For the majority of that time, fire departments/districts have supported EMS in a first response role of providing rescue, fire suppression and extrication during accidents and basic life support (basic first aid) if EMS was delayed.
As early as 1981, I asked the Collier County Commission to consolidate all fire and EMS services under one county management. This was not greeted well by the independent fire districts in our county. However, I still support consolidation of fire and EMS under the county so that we maintain patient care excellence, with fire chiefs directing fire operations and physicians directing medical operations.

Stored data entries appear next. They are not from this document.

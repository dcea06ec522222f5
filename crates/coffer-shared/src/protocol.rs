use serde::{Deserialize, Serialize};

#[derive(Debug, Clone, Serialize, Deserialize)]
pub struct RegisterRequest {
    pub username: String,
    pub certificate_pem: String,
}

#[derive(Debug, Clone, Serialize, Deserialize)]
pub struct NumberRequest {
    pub username: String,
}

#[derive(Debug, Clone, Serialize, Deserialize)]
pub struct NumberResponse {
    pub nonce: String,
}

#[derive(Debug, Clone, Serialize, Deserialize)]
pub struct TokenRequest {
    pub username: String,
    /// RSA-SHA256 signature over the challenge nonce's UTF-8 bytes.
    pub signed_nonce: Vec<u8>,
}

#[derive(Debug, Clone, Serialize, Deserialize)]
pub struct TokenResponse {
    pub token: String,
    /// File names of the caller's outstanding, unaccepted invites.
    pub pending_invites: Vec<String>,
}

#[derive(Debug, Clone, Serialize, Deserialize)]
pub struct UploadRequest {
    pub name: String,
    pub ciphertext: Vec<u8>,
    /// Signature over `ciphertext` by the uploader.
    pub signature: Vec<u8>,
    /// Username of the file's owner; equals the caller on a first write.
    pub owner: String,
}

#[derive(Debug, Clone, Serialize, Deserialize)]
pub struct UploadResponse {
    pub version: i64,
}

#[derive(Debug, Clone, Serialize, Deserialize)]
pub struct DownloadResponse {
    pub ciphertext: Vec<u8>,
    pub signature: Vec<u8>,
    /// Certificate of the last modifier; the client verifies `signature`
    /// against it, the server never does.
    pub modifier_certificate_pem: String,
    pub last_modifier: String,
    pub version: i64,
    pub owner: String,
}

#[derive(Debug, Clone, Serialize, Deserialize)]
pub struct ShareResponse {
    pub certificate_pem: String,
}

#[derive(Debug, Clone, Serialize, Deserialize)]
pub struct InviteRequest {
    pub username: String,
    pub file_name: String,
    /// The file key wrapped under the invitee's certificate.
    pub wrapped_key: Vec<u8>,
}

#[derive(Debug, Clone, Serialize, Deserialize)]
pub struct AcceptRequest {
    pub file_name: String,
}

#[derive(Debug, Clone, Serialize, Deserialize)]
pub struct AcceptResponse {
    pub wrapped_key: Vec<u8>,
}

#[derive(Debug, Clone, Serialize, Deserialize)]
pub struct RemoveRequest {
    pub username: String,
    pub file_name: String,
}

#[derive(Debug, Clone, Serialize, Deserialize)]
pub struct Collaborator {
    pub username: String,
    pub certificate_pem: String,
}

#[derive(Debug, Clone, Serialize, Deserialize)]
pub struct RemoveResponse {
    /// Collaborators still on the file (owner and removed user excluded),
    /// with certificates so the owner can re-key and re-invite them.
    pub collaborators: Vec<Collaborator>,
}

#[derive(Debug, Clone, Serialize, Deserialize)]
pub struct ErrorBody {
    pub error: String,
}
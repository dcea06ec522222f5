/// AES-128 file key size in bytes
pub const FILE_KEY_SIZE: usize = 16;

/// AES-CBC initialization vector size in bytes
pub const IV_SIZE: usize = 16;

/// RSA modulus size for identity keypairs and the token signing key
pub const RSA_KEY_BITS: usize = 2048;

/// How long an issued login challenge stays answerable
pub const CHALLENGE_TTL_SECS: u64 = 60;

/// Interval between backup-to-primary heartbeat pings
pub const PING_INTERVAL_SECS: u64 = 5;

/// Consecutive failed pings before the backup promotes itself
pub const PING_FAILURE_THRESHOLD: u32 = 3;

/// Naming-service node names for the two replica roles
pub const PRIMARY_NODE: &str = "primary";
pub const BACKUP_NODE: &str = "backup";

/// Sentinel principal id for requests carrying no valid session token
pub const UNAUTHENTICATED: i64 = -1;

/// Suffix appended to a file name for its stored ciphertext
pub const ENCRYPTED_SUFFIX: &str = ".aes";

/// Maximum accepted upload size in bytes (50 MiB of ciphertext)
pub const MAX_FILE_SIZE: usize = 50 * 1024 * 1024;

/// Default HTTP port for a coffer server
pub const DEFAULT_HTTP_PORT: u16 = 8080;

In December, a proposal was made by North Naples Fire District (NNFD) and two city fire chiefs for separate fire departments/districts to take over EMS transport services in the city of Marco Island, the city of Naples and in North Naples. The city fire departments would take over EMS hospital transportation in their cities and NNFD would provide ambulance transport in their area.
This proposal would not consolidate service, it would fragment it.
But why would you want to make this change? It is not for patient care excellence. That is already being provided.
Follow the money.
They want county property tax EMS money — $10 million of it — for their proposed ambulance operations, leaving $2 million in tax revenue, plus whatever transport billing fees can be collected, to pay for EMS operations throughout the rest of the county.
In Collier County, we have about 25 significant fires per year. These fires, plus the first response to alarms, accidents and 911 calls, cost county taxpayers about $63 million per year — for fire service countywide, including the city fire departments. EMS runs 36,000 medical calls per year, costing taxpayers $12 million annually plus ambulance transport revenue that is billed separately.
Clearly the primary need in this county is for medical response. In spite of the enormous fire budgets already in place in Collier County, that transport revenue is being eyed enviously by fire interests.
Let's take the North Naples Fire District proposal for example. This year, they are paying an average of $141,000 in pay and benefits for their operations, but they would have you believe that they can provide EMS transport services better and save money, even through their personnel costs are 30 percent higher than EMS and the Collier County Sheriff's Office. Do you really expect such a high cost organization to suddenly become cost effective?
Providing the service better is also highly questionable since EMS has the experience doing hundreds of medical procedures over and over while NNFD paramedics only perform those functions infrequently. People perform best what they perform most often and EMS paramedics, making many advanced medical decisions, are all very practiced and skilled.
A few years ago, the Collier County commissioners said "no consolidation of EMS and fire until fire service is consolidated." Instead of following that guidance, fire organizations keep chipping away to fragment services. Last year, the NNFD asked for and received permission to perform paramedic services independent of EMS oversight and said they were not interested in performing hospital transport.
One year later, they are back, now with the cities, looking for approval to provide hospital transport countywide.
The last thing we should be considering is fragmenting the delivery and transport of patients into first two, three or more entities throughout our county. It is a terrible step backwards and runs against last year's recommendations of the Blue Ribbon Committee; it runs against the best benchmark systems in the country (like King County, Washington) and it runs against the recommendations of the Collier County Medical Society.
Collier County Commissioners have scheduled a workshop on Thursday to discuss these issues. Hopefully, rational minds will prevail.